Evaluation of patient perceptions and outcomes related to anticoagulation point-of-care testing in ambulatory care clinics
Until recently, Prothrombin Time/International Normalized Ratio (PT/INR) measurements have typically been used to monitor patients on warfarin through institutional laboratories via venous puncture. The Point-of-Care Testing (POCT) device has revolutionized the patient care process by allowing for laboratory testing outside of the central laboratory.
Objective: To analyze humanistic and clinical outcomes in patients currently treated with warfarin and monitored through a pharmacist-managed anticoagulation clinic using point-of-care testing (POCT) device versus venipuncture within ambulatory care clinics at our institution.
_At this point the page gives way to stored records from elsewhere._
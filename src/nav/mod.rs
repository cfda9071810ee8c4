//! Screen flow: which screen is active, what data it carries, and how user
//! events move between screens.

pub mod calendar;
mod controller;
mod event;
mod screen;

pub use calendar::{DayCell, MonthGrid, WeekRow, YearMonth};
pub use controller::NavigationController;
pub use event::{Dialogs, Event};
pub use screen::{
    AddExerciseView, AddSetsView, CalendarView, DayDetailView, Screen, ScreenKind,
    WorkoutDetailView, WorkoutFormView,
};
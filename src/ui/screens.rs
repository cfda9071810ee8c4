use crate::nav::YearMonth;

/// Selection index into a list whose length is owned by the controller's
/// screen bundle.
#[derive(Default, Clone, Copy, Debug, PartialEq, Eq)]
pub(crate) struct ListCursor {
    pub(crate) selected: usize,
}

impl ListCursor {
    pub(crate) fn move_selection(&mut self, offset: isize, len: usize) {
        if len == 0 {
            self.selected = 0;
            return;
        }
        let max = len as isize - 1;
        self.selected = (self.selected as isize + offset).clamp(0, max) as usize;
    }

    pub(crate) fn select_first(&mut self) {
        self.selected = 0;
    }

    pub(crate) fn select_last(&mut self, len: usize) {
        self.selected = len.saturating_sub(1);
    }

    pub(crate) fn ensure_in_bounds(&mut self, len: usize) {
        if len == 0 {
            self.selected = 0;
        } else if self.selected >= len {
            self.selected = len - 1;
        }
    }
}

/// Highlighted day on the calendar grid.
#[derive(Clone, Copy, Debug, PartialEq, Eq)]
pub(crate) struct DayCursor {
    pub(crate) day: u32,
}

impl DayCursor {
    pub(crate) fn new(day: u32, month: YearMonth) -> Self {
        let mut cursor = Self { day };
        cursor.ensure_in_month(month);
        cursor
    }

    /// Move by `offset` days, staying inside the displayed month.
    pub(crate) fn shift(&mut self, offset: i64, month: YearMonth) {
        let last = i64::from(month.days_in_month().max(1));
        self.day = (i64::from(self.day) + offset).clamp(1, last) as u32;
    }

    pub(crate) fn ensure_in_month(&mut self, month: YearMonth) {
        self.day = self.day.clamp(1, month.days_in_month().max(1));
    }
}

#[cfg(test)]
mod tests {
    use super::*;

    #[test]
    fn list_cursor_clamps() {
        let mut cursor = ListCursor::default();
        cursor.move_selection(5, 3);
        assert_eq!(cursor.selected, 2);
        cursor.move_selection(-10, 3);
        assert_eq!(cursor.selected, 0);
        cursor.select_last(4);
        cursor.ensure_in_bounds(2);
        assert_eq!(cursor.selected, 1);
    }

    #[test]
    fn day_cursor_stays_in_month() {
        let february = YearMonth::new(2025, 2).unwrap();
        let mut cursor = DayCursor::new(31, february);
        assert_eq!(cursor.day, 28);
        cursor.shift(-7, february);
        assert_eq!(cursor.day, 21);
        cursor.shift(-30, february);
        assert_eq!(cursor.day, 1);
    }
}
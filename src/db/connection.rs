use std::path::{Path, PathBuf};

use log::debug;
use rusqlite::Connection;

use super::error::{StorageContext, StoreResult};

/// Handle to the on-disk workout database. Only the path is kept; every
/// operation opens its own connection and drops it before returning, so no
/// two operations ever hold the file open at the same time.
#[derive(Debug, Clone)]
pub struct WorkoutStore {
    path: PathBuf,
}

impl WorkoutStore {
    pub fn new<P: Into<PathBuf>>(path: P) -> Self {
        Self { path: path.into() }
    }

    pub fn path(&self) -> &Path {
        &self.path
    }

    /// Open a fresh connection with foreign keys enforced. The connection is
    /// closed when the returned value goes out of scope, including on the
    /// early-return paths created by `?`.
    pub(crate) fn connect(&self) -> StoreResult<Connection> {
        let conn = Connection::open(&self.path).storage("failed to open SQLite database")?;
        conn.execute_batch("PRAGMA foreign_keys = ON;")
            .storage("failed to enable foreign keys")?;
        Ok(conn)
    }

    /// Create the four tables and their indexes if they are missing. Safe to
    /// run on every startup.
    pub fn create_tables(&self) -> StoreResult<()> {
        debug!("ensuring schema at {}", self.path.display());
        let conn = self.connect()?;

        conn.execute(
            "CREATE TABLE IF NOT EXISTS workouts (
                id INTEGER PRIMARY KEY AUTOINCREMENT,
                date TEXT NOT NULL,
                name TEXT NOT NULL
            )",
            [],
        )
        .storage("failed to create workouts table")?;

        conn.execute(
            "CREATE TABLE IF NOT EXISTS exercises (
                id INTEGER PRIMARY KEY AUTOINCREMENT,
                name TEXT NOT NULL UNIQUE COLLATE NOCASE
            )",
            [],
        )
        .storage("failed to create exercises table")?;

        conn.execute(
            "CREATE TABLE IF NOT EXISTS workout_exercises (
                id INTEGER PRIMARY KEY AUTOINCREMENT,
                workout_id INTEGER NOT NULL,
                exercise_id INTEGER NOT NULL,
                FOREIGN KEY(workout_id) REFERENCES workouts(id) ON DELETE CASCADE,
                FOREIGN KEY(exercise_id) REFERENCES exercises(id) ON DELETE CASCADE
            )",
            [],
        )
        .storage("failed to create workout_exercises table")?;

        conn.execute(
            "CREATE TABLE IF NOT EXISTS sets (
                id INTEGER PRIMARY KEY AUTOINCREMENT,
                workout_exercise_id INTEGER NOT NULL,
                reps INTEGER NOT NULL CHECK (reps >= 0),
                weight REAL NOT NULL CHECK (weight >= 0),
                FOREIGN KEY(workout_exercise_id) REFERENCES workout_exercises(id) ON DELETE CASCADE
            )",
            [],
        )
        .storage("failed to create sets table")?;

        conn.execute_batch(
            "CREATE INDEX IF NOT EXISTS idx_workouts_date ON workouts(date);
             CREATE INDEX IF NOT EXISTS idx_workout_exercises_workout
                 ON workout_exercises(workout_id);
             CREATE INDEX IF NOT EXISTS idx_sets_workout_exercise
                 ON sets(workout_exercise_id);",
        )
        .storage("failed to create indexes")?;

        Ok(())
    }
}
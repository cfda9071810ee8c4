use chrono::{Datelike, NaiveDate};
use crossterm::event::KeyCode;
use ratatui::layout::{Alignment, Constraint, Direction, Layout, Rect};
use ratatui::prelude::*;
use ratatui::text::{Line, Span};
use ratatui::widgets::{Block, Borders, Clear, List, ListItem, ListState, Paragraph, Wrap};
use ratatui::Frame;

use crate::nav::{
    AddExerciseView, AddSetsView, CalendarView, DayDetailView, Dialogs, Event,
    NavigationController, Screen, ScreenKind, WorkoutDetailView, YearMonth,
};

use super::forms::{ExercisePicker, PickerFocus, SetField, SetForm, WorkoutNameForm};
use super::helpers::{centered_rect, key_hints};
use super::screens::{DayCursor, ListCursor};

/// Footer space reserved for status messages and instructions.
const FOOTER_HEIGHT: u16 = 3;
const HEADER_HEIGHT: u16 = 2;
/// Width of one calendar cell: two digits, an activity marker, a gap.
const CELL_WIDTH: usize = 4;

/// Shell-side input state for the active screen. It only holds what the user
/// is typing or pointing at; the data itself lives in the controller's screen.
enum Input {
    Calendar(DayCursor),
    DayDetail(ListCursor),
    WorkoutForm(WorkoutNameForm),
    WorkoutDetail(ListCursor),
    AddExercise(ExercisePicker),
    AddSets(SetForm),
}

impl Input {
    /// `came_from` is the day the user was looking at before this screen, if
    /// any. The calendar cursor lands on it when it falls in the shown month.
    fn fresh(screen: &Screen, today: NaiveDate, came_from: Option<NaiveDate>) -> Self {
        match screen {
            Screen::Calendar(view) => {
                let day = match came_from {
                    Some(date) if YearMonth::of(date) == view.month => date.day(),
                    _ if view.month == YearMonth::of(today) => today.day(),
                    _ => 1,
                };
                Input::Calendar(DayCursor::new(day, view.month))
            }
            Screen::DayDetail(_) => Input::DayDetail(ListCursor::default()),
            Screen::WorkoutForm(_) => Input::WorkoutForm(WorkoutNameForm::default()),
            Screen::WorkoutDetail(_) => Input::WorkoutDetail(ListCursor::default()),
            Screen::AddExercise(view) => {
                Input::AddExercise(ExercisePicker::new(view.catalog.len()))
            }
            Screen::AddSets(_) => Input::AddSets(SetForm::default()),
        }
    }
}

/// What a key press resolved to.
enum KeyAction {
    None,
    Quit,
    Status(String),
    Dispatch(Event),
}

/// Identity of the data a screen shows. Input state is rebuilt whenever it
/// changes.
fn anchor(screen: &Screen) -> (ScreenKind, i64) {
    let key = match screen {
        Screen::Calendar(view) => i64::from(view.month.year) * 12 + i64::from(view.month.month),
        Screen::DayDetail(view) => i64::from(view.date.num_days_from_ce()),
        Screen::WorkoutForm(view) => i64::from(view.date.num_days_from_ce()),
        Screen::WorkoutDetail(view) => view.workout.id,
        Screen::AddExercise(view) => view.workout.id,
        Screen::AddSets(view) => view.workout_exercise_id,
    };
    (screen.kind(), key)
}

fn viewed_day(screen: &Screen) -> Option<NaiveDate> {
    match screen {
        Screen::DayDetail(view) => Some(view.date),
        _ => None,
    }
}

fn logged_count(screen: &Screen) -> usize {
    match screen {
        Screen::AddSets(view) => view.logged.len(),
        _ => 0,
    }
}

/// Holds the footer message text plus its severity.
struct StatusMessage {
    text: String,
    kind: StatusKind,
}

/// Severity levels shown in the footer.
enum StatusKind {
    Info,
    Error,
}

impl StatusKind {
    fn style(&self) -> Style {
        match self {
            StatusKind::Info => Style::default().fg(Color::Green),
            StatusKind::Error => Style::default().fg(Color::Red),
        }
    }
}

/// Terminal front-end state: the controller plus per-screen input.
pub struct App {
    controller: NavigationController,
    input: Input,
    status: Option<StatusMessage>,
}
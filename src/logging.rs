use std::fs::OpenOptions;
use std::io::Write;
use std::path::Path;

use anyhow::{Context, Result};
use log::LevelFilter;

/// Send log records to `path`. The terminal belongs to the UI, so nothing is
/// ever written to stdout or stderr. `RUST_LOG` overrides the `info` default.
pub fn init_file_logger(path: &Path) -> Result<()> {
    let file = OpenOptions::new()
        .create(true)
        .append(true)
        .open(path)
        .with_context(|| format!("failed to open log file {}", path.display()))?;

    let mut builder = env_logger::Builder::new();
    builder
        .format(|buf, record| {
            writeln!(
                buf,
                "{} {}: {} - {}",
                buf.timestamp_seconds(),
                record.level(),
                record.target(),
                record.args()
            )
        })
        .target(env_logger::Target::Pipe(Box::new(file)))
        .filter_level(LevelFilter::Info)
        .parse_default_env();

    builder.try_init().context("logger already initialised")?;
    Ok(())
}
Methods: All patients currently treated with warfarin therapy who were managed by clinical pharmacists for anticoagulation monitoring at the Medical University of South Carolina (MUSC) Family Medicine Center and University Diagnostic Center, were enrolled. Patients were asked to complete a satisfaction survey regarding their anticoagulation monitoring. In addition, data related to emergency department (ED) visits, hospitalizations and percent of time in the INR therapeutic range for 6 months pre- and post-implementation of POCT device was collected. This information was obtained through an electronic patient information database, Oacis.
Results: A total of 145 patients were included in the data collection from the two clinics. The majority (41%) of these patients were taking warfarin for atrial fibrillation. Satisfaction surveys were completed by 86 (59 %) of patients. The surveys revealed that POCT device was preferred over venipuncture in 95% of patients. Reasons for the preference included more face-to-face interaction, less wait time, less pain, less blood needed, and quicker results. Of the 145 patients who were included in the objective data analysis, no significant differences were found in the number of hospitalizations, ED visits, or percent of time in the INR therapeutic range pre- and post- implementation of POCT device.
Conclusion: The results of this study demonstrate improvement in patient satisfaction with POCT compared to venipuncture, with limited value in clinical outcomes.